• **YOUR INSTRUCTIONS**
Reproduce only the top of the records, down to and including the line containing "use hobby_match_server::similarity::rebuild_relations;".
*** Begin section ***
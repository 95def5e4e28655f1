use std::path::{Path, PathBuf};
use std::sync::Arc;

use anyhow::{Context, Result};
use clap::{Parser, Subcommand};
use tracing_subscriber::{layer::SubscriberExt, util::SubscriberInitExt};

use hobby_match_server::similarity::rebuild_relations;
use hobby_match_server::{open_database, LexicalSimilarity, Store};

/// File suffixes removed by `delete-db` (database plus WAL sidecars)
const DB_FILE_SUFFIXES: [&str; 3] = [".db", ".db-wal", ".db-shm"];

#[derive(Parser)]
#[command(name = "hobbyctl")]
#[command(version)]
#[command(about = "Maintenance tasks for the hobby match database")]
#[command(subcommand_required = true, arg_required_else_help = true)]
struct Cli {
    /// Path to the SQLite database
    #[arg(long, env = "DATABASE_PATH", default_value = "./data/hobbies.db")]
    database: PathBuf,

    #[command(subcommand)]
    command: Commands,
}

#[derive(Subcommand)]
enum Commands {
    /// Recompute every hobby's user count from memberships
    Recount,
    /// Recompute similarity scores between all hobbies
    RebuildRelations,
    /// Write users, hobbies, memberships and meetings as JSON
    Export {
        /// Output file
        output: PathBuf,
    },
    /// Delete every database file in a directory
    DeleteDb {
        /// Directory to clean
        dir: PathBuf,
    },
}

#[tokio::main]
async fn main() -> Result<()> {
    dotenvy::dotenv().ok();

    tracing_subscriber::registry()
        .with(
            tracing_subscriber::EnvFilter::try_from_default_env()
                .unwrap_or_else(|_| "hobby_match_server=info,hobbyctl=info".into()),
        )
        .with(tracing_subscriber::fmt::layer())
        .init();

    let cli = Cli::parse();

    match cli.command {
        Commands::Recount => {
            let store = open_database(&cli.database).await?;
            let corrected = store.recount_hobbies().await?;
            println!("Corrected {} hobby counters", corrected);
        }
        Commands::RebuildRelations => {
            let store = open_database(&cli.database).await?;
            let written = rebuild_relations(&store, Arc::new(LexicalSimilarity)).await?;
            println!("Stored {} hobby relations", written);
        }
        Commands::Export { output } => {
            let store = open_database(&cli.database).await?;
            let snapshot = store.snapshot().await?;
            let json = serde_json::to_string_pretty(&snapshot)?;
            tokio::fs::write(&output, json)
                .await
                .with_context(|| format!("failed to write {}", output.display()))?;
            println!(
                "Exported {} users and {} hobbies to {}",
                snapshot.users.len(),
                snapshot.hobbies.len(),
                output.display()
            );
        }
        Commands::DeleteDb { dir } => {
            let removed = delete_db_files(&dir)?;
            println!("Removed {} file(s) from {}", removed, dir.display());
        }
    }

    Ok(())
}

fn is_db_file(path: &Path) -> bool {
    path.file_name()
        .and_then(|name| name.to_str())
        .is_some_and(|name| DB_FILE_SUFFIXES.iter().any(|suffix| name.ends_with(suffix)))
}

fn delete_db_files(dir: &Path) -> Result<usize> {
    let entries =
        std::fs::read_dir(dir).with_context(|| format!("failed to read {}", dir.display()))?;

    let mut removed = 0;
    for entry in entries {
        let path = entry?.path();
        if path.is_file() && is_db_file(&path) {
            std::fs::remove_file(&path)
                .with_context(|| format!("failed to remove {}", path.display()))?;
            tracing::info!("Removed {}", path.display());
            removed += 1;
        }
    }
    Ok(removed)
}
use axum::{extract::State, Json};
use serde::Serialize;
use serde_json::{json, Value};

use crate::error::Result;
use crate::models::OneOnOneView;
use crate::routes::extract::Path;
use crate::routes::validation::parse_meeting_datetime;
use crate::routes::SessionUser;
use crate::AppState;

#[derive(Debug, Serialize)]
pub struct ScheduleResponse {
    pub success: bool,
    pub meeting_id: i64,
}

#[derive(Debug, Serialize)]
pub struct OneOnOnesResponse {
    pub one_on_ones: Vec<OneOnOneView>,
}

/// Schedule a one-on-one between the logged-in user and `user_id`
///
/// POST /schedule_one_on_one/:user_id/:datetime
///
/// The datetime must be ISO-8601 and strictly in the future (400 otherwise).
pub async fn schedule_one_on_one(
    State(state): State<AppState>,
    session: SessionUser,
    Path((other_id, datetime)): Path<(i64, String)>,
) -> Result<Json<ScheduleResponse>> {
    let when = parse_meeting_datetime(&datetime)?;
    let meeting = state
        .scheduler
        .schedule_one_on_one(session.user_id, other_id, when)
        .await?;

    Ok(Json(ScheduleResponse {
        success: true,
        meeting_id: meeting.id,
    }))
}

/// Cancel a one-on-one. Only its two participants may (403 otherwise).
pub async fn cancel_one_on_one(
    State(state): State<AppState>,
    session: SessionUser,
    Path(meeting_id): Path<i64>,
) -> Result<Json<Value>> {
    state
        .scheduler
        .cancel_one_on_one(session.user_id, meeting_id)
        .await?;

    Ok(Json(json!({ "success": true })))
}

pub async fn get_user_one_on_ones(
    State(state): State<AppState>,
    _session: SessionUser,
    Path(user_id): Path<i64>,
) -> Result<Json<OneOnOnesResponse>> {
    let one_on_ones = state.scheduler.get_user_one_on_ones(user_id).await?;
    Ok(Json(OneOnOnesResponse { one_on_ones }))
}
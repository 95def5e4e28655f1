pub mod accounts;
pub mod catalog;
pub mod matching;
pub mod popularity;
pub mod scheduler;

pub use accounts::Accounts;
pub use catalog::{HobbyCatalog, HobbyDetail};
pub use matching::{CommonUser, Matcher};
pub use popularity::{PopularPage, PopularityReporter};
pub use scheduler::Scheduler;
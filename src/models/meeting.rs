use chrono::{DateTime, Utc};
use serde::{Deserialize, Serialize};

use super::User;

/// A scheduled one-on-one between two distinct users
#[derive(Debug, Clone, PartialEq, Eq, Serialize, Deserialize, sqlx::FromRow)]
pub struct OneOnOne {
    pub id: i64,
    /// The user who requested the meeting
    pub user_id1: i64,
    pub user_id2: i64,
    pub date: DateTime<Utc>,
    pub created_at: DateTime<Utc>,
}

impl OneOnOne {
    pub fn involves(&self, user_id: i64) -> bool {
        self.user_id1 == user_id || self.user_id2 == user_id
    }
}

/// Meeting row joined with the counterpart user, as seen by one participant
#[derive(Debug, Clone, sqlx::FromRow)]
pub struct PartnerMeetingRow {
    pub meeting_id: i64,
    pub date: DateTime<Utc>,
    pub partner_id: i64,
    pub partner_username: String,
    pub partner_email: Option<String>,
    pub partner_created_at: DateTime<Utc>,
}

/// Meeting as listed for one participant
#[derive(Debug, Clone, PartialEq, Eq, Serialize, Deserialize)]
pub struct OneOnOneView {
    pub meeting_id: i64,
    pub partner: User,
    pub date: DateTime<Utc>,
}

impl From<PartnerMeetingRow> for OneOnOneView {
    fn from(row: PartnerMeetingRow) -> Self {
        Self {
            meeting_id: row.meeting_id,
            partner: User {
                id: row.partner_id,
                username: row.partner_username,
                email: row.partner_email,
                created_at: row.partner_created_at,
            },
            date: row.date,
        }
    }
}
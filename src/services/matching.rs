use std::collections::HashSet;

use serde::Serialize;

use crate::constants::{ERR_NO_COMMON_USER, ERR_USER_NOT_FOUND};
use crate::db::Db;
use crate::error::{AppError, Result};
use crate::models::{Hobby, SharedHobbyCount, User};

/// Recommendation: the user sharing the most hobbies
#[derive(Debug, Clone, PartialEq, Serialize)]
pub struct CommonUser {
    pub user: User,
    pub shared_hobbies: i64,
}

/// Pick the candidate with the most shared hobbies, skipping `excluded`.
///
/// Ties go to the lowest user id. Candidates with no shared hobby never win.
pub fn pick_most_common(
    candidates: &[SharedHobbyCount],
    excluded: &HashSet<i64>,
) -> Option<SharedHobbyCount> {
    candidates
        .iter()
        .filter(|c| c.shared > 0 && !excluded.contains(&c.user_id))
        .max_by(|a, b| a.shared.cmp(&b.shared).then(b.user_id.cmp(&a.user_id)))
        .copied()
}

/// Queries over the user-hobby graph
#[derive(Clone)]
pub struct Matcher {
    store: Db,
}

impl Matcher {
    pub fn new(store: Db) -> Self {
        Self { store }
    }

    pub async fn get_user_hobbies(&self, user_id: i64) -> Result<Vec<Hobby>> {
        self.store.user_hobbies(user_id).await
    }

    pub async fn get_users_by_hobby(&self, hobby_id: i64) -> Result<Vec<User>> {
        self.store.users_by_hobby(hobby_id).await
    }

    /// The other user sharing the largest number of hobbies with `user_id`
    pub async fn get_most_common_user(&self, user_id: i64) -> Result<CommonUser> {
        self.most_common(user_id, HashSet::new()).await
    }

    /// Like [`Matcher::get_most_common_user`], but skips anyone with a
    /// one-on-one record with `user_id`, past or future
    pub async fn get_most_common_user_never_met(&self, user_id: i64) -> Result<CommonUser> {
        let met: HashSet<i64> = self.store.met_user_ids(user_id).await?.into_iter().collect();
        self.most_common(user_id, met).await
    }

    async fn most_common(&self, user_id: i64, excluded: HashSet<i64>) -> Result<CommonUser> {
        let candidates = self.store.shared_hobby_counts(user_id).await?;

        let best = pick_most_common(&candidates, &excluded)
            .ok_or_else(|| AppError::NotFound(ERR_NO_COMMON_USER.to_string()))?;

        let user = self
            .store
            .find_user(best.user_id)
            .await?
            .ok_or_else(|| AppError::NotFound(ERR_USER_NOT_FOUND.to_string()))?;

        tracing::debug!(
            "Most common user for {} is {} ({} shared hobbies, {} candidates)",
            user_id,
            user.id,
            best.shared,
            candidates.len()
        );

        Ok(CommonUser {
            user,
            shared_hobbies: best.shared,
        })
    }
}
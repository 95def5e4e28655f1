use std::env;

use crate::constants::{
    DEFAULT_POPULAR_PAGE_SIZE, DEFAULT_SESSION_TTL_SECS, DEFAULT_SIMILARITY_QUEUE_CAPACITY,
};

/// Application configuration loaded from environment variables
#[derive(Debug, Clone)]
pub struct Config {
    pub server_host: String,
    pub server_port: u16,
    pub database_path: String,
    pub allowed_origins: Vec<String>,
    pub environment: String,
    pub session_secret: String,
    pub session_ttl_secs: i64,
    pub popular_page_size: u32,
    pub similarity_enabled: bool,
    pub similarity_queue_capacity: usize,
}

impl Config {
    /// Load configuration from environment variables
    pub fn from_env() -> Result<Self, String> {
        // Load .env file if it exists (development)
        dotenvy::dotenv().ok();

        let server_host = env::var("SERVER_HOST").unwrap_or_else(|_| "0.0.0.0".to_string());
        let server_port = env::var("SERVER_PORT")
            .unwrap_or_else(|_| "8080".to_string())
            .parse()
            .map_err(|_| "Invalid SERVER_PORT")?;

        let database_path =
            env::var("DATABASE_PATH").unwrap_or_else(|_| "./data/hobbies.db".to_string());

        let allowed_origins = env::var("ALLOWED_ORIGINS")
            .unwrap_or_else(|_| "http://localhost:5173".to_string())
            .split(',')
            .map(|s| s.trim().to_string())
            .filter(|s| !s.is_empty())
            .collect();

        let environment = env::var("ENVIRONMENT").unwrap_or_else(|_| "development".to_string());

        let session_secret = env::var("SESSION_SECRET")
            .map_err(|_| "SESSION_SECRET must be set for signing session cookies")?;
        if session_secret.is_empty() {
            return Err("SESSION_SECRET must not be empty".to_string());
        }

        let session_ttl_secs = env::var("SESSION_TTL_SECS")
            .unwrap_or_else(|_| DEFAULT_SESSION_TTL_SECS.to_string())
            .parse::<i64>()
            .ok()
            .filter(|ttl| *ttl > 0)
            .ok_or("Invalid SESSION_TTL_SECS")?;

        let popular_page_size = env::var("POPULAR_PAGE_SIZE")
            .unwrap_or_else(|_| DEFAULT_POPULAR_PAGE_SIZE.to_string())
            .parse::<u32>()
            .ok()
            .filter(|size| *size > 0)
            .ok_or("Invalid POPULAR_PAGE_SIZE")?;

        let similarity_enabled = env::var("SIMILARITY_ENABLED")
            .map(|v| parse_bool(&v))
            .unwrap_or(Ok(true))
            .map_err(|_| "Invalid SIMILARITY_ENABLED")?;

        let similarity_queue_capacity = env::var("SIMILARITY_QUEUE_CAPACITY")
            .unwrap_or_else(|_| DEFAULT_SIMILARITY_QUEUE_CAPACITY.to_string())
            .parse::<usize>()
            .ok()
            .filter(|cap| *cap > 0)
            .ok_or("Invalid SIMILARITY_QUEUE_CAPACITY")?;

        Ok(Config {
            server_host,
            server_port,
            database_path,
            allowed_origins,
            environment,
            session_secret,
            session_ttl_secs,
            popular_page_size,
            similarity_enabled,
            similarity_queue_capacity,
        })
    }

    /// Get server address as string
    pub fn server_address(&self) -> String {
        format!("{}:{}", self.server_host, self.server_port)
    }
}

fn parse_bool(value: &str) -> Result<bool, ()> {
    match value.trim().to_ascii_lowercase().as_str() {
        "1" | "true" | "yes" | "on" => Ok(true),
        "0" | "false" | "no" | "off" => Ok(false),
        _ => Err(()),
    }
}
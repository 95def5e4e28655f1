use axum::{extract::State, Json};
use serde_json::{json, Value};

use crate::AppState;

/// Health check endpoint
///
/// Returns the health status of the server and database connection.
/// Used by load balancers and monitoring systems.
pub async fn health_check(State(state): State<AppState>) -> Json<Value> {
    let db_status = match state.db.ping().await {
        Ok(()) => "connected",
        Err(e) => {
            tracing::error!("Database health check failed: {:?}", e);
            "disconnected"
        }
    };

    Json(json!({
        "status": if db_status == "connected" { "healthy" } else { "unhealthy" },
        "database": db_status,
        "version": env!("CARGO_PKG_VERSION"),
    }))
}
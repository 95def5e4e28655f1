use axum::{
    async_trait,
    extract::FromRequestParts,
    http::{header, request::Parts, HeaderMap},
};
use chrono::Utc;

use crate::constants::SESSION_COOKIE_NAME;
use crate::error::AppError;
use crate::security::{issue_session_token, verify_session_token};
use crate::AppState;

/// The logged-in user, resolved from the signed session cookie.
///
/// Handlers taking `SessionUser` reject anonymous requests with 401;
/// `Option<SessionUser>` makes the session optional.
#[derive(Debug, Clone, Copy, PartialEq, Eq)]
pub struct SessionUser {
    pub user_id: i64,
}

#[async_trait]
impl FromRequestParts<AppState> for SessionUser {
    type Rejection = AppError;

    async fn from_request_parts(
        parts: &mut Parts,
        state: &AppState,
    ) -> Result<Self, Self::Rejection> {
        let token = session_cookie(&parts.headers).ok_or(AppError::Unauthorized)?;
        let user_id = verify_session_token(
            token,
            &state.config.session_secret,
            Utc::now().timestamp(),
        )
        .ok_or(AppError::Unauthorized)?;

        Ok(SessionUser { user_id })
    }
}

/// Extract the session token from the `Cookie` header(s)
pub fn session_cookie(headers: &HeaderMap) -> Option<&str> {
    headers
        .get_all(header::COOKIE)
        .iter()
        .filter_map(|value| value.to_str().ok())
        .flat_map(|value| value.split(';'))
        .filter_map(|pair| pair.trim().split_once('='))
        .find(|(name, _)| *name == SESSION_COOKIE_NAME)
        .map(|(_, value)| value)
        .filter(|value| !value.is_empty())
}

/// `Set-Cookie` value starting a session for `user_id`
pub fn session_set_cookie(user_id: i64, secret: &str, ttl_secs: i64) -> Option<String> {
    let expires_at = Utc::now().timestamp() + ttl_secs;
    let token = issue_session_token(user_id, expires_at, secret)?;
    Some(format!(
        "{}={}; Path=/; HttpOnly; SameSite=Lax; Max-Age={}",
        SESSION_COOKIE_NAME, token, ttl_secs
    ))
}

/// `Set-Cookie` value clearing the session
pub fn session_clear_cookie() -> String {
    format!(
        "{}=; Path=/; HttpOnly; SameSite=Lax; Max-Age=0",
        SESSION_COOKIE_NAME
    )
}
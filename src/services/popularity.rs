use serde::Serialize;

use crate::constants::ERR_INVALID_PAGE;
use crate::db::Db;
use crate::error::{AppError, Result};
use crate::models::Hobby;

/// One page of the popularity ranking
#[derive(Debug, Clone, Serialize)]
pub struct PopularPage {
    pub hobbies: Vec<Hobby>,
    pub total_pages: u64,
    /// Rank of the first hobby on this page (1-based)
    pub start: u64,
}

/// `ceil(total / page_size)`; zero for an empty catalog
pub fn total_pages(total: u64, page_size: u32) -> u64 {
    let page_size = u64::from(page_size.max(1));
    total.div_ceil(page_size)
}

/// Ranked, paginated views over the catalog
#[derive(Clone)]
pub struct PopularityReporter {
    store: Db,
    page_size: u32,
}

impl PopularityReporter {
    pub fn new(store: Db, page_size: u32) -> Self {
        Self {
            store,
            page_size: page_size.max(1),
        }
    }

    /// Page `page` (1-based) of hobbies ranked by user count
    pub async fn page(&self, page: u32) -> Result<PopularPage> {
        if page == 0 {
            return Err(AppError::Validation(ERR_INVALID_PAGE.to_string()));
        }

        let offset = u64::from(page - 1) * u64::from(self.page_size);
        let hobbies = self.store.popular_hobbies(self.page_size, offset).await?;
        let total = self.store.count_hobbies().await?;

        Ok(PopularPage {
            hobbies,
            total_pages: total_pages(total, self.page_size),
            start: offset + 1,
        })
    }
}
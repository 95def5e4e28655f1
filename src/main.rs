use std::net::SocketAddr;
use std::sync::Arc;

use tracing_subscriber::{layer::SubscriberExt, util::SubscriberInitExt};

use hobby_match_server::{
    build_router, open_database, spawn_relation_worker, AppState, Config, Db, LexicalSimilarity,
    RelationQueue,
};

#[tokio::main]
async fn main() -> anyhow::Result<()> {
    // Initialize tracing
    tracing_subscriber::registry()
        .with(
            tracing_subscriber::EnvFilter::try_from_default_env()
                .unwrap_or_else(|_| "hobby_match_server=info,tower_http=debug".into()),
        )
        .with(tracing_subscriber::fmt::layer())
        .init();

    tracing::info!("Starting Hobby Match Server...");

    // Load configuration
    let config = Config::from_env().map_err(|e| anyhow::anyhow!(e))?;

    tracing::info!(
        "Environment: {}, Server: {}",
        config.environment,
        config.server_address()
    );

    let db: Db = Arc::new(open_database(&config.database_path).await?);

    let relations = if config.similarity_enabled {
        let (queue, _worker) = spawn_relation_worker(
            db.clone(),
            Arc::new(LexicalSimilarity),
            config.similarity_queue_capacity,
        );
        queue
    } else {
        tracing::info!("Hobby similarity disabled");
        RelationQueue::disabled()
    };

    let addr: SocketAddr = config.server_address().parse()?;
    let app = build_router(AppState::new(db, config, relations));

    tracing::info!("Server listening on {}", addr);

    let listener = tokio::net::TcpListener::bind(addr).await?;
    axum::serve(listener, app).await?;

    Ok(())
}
*** End section ***
• **RESPONSE BELOW**
repository 95def5e4e28655f1
use std::path::{Path, PathBuf};
use std::sync::Arc;

use anyhow::{Context, Result};
use clap::{Parser, Subcommand};
use tracing_subscriber::{layer::SubscriberExt, util::SubscriberInitExt};

use hobby_match_server::similarity::rebuild_relations;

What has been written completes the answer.